Self-Supervised 3D Monocular Object Detection by Recycling Bounding Boxes
Sugirtha T, Sridevi M, Khailash Santhakumar, Hao Liu, B Ravi Kiran,, Thomas Gauthier, Senthil Yogamani

TL;DR
This paper introduces a self-supervised learning pretext task for monocular 3D object detection that recycles bounding boxes, leading to improved detection accuracy especially for low frequency classes.
Contribution
It pioneers the use of bounding box recycling as a self-supervised pretext task in monocular 3D detection, enhancing performance on imbalanced datasets.
Findings
2-3% improvement in mAP 3D and BEV scores with SSL
4-5% increase in ICFW metric for low frequency classes
Effective handling of foreground-background imbalance
Abstract
Modern object detection architectures are moving towards employing self-supervised learning (SSL) to improve performance detection with related pretext tasks. Pretext tasks for monocular 3D object detection have not yet been explored yet in literature. The paper studies the application of established self-supervised bounding box recycling by labeling random windows as the pretext task.

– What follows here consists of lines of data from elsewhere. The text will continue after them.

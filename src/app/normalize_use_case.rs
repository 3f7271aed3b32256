use serde::Serialize;
use std::sync::Arc;
use std::time::Instant;
use tokio::sync::Mutex;
use tracing::{debug, info, info_span, warn, Instrument};
use uuid::Uuid;

use crate::config::Config;
use crate::domain::CanonicalBrand;
use crate::error::Result;
use crate::observability::metrics;
use crate::pipeline::clock::{Clock, SystemClock};
use crate::pipeline::processing::normalize::{DefaultNormalizer, NormalizationReport, Normalizer};
use crate::pipeline::processing::replace::{CommitResult, DatasetReplacer};
use crate::storage::DocumentStore;

/// Summary of one normalization pass
#[derive(Debug, Clone, Serialize)]
pub struct RunReport {
    pub run_id: Uuid,
    pub read: usize,
    pub emitted: usize,
    pub rejected: usize,
    pub field_issues: usize,
    pub commit: CommitResult,
}

#[derive(Debug, Clone)]
pub struct RunOutput {
    pub report: RunReport,
    /// The records now making up the dataset
    pub brands: Vec<CanonicalBrand>,
}

/// Use case for normalizing the stored brand dataset in place
pub struct NormalizeUseCase {
    normalizer: Box<dyn Normalizer>,
    replacer: DatasetReplacer,
    store: Arc<dyn DocumentStore>,
    // One pass at a time per process: concurrent clear/insert sequences would interleave
    run_lock: Mutex<()>,
}

impl NormalizeUseCase {
    pub fn new(
        normalizer: Box<dyn Normalizer>,
        replacer: DatasetReplacer,
        store: Arc<dyn DocumentStore>,
    ) -> Self {
        Self {
            normalizer,
            replacer,
            store,
            run_lock: Mutex::new(()),
        }
    }

    pub fn from_config(config: &Config, store: Arc<dyn DocumentStore>) -> Self {
        Self::with_clock(config, store, Arc::new(SystemClock))
    }

    pub fn with_clock(
        config: &Config,
        store: Arc<dyn DocumentStore>,
        clock: Arc<dyn Clock>,
    ) -> Self {
        Self::new(
            Box::new(DefaultNormalizer::new(clock, config.normalization_policy())),
            DatasetReplacer::new(config.replace.strategy),
            store,
        )
    }

    /// Normalize the current dataset without writing anything back
    pub async fn preview(&self) -> Result<NormalizationReport> {
        let raw = self.store.read_all().await?;
        let report = self.normalizer.normalize_with_report(&raw);
        log_issues(&report);
        Ok(report)
    }

    /// Read the dataset, normalize it, and replace it with the canonical records
    pub async fn run(&self) -> Result<RunOutput> {
        let run_id = Uuid::new_v4();
        let span = info_span!("normalize_run", run_id = %run_id);
        self.run_locked(run_id).instrument(span).await
    }

    async fn run_locked(&self, run_id: Uuid) -> Result<RunOutput> {
        let _guard = self.run_lock.lock().await;
        let started = Instant::now();

        let raw = self.store.read_all().await?;
        info!(records = raw.len(), "Read raw dataset");

        let report = self.normalizer.normalize_with_report(&raw);
        log_issues(&report);
        metrics::normalize::batch_processed(report.read, report.brands.len(), report.rejected.len());
        if !report.rejected.is_empty() {
            warn!(
                rejected = report.rejected.len(),
                "Records left out: no usable brand name or headquarters"
            );
        }

        let commit = self
            .replacer
            .replace_dataset(self.store.as_ref(), &report.brands)
            .await?;
        metrics::replace::committed(commit.strategy.as_str(), commit.written);
        metrics::run_duration(started.elapsed().as_secs_f64());

        let run_report = RunReport {
            run_id,
            read: report.read,
            emitted: report.brands.len(),
            rejected: report.rejected.len(),
            field_issues: report.issues.len(),
            commit,
        };
        info!(
            read = run_report.read,
            emitted = run_report.emitted,
            rejected = run_report.rejected,
            field_issues = run_report.field_issues,
            "Normalization run committed"
        );

        Ok(RunOutput {
            report: run_report,
            brands: report.brands,
        })
    }
}

fn log_issues(report: &NormalizationReport) {
    for entry in &report.issues {
        metrics::normalize::field_defaulted(entry.issue.field.as_str(), entry.issue.reason());
        debug!(record = entry.record, reason = entry.issue.reason(), "{}", entry.issue);
    }
}

#[cfg(test)]
mod tests {
    use super::*;
    use crate::pipeline::clock::FixedClock;
    use crate::storage::InMemoryStore;
    use chrono::{TimeZone, Utc};
    use serde_json::json;

    fn store() -> Arc<InMemoryStore> {
        Arc::new(InMemoryStore::with_documents(vec![
            json!({ "brandName": "Acme", "yearFounded": "1850", "headquarters": "Boston", "numberOfLocations": "12" })
                .as_object().cloned().unwrap(),
            json!({ "brand": { "name": "Globex" }, "yearCreated": 1500, "yearsFounded": "1920", "hqAddress": "Cypress Creek", "numberOfLocations": "lots" })
                .as_object().cloned().unwrap(),
        ]))
    }

    fn use_case(store: Arc<InMemoryStore>) -> NormalizeUseCase {
        let clock = FixedClock::new(Utc.with_ymd_and_hms(2024, 3, 1, 0, 0, 0).unwrap());
        NormalizeUseCase::with_clock(&Config::default(), store, Arc::new(clock))
    }

    #[tokio::test]
    async fn run_replaces_dataset_with_canonical_records() {
        let store = store();
        let output = use_case(store.clone()).run().await.unwrap();

        assert_eq!(output.report.read, 2);
        assert_eq!(output.report.emitted, 2);
        assert_eq!(output.report.commit.replaced, 2);

        let docs = store.read_all().await.unwrap();
        assert_eq!(docs[0], json!({ "brandName": "Acme", "yearFounded": 1850, "headquarters": "Boston", "numberOfLocations": 12 }).as_object().cloned().unwrap());
        assert_eq!(docs[1], json!({ "brandName": "Globex", "yearFounded": 1920, "headquarters": "Cypress Creek", "numberOfLocations": 1 }).as_object().cloned().unwrap());
    }

    #[tokio::test]
    async fn preview_does_not_write() {
        let store = store();
        let before = store.read_all().await.unwrap();
        let report = use_case(store.clone()).preview().await.unwrap();
        assert_eq!(report.brands.len(), 2);
        assert_eq!(store.read_all().await.unwrap(), before);
    }

    #[tokio::test]
    async fn second_run_is_a_no_op() {
        let store = store();
        let uc = use_case(store.clone());
        let first = uc.run().await.unwrap();
        let second = uc.run().await.unwrap();
        assert_eq!(first.brands, second.brands);
        assert_eq!(second.report.field_issues, 0);
        assert_ne!(first.report.run_id, second.report.run_id);
    }
}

The classifier head of the 3D detector is trained to classify random windows containing different proportions of the ground truth objects, thus handling the foreground-background imbalance. We evaluate the pretext task using the RTM3D detection model as baseline, with and without the application of data augmentation. We demonstrate improvements of between 2-3 % in mAP 3D and 0.9-1.5 % BEV scores using SSL over the baseline scores. We propose the inverse class frequency re-weighted (ICFW) mAP score that…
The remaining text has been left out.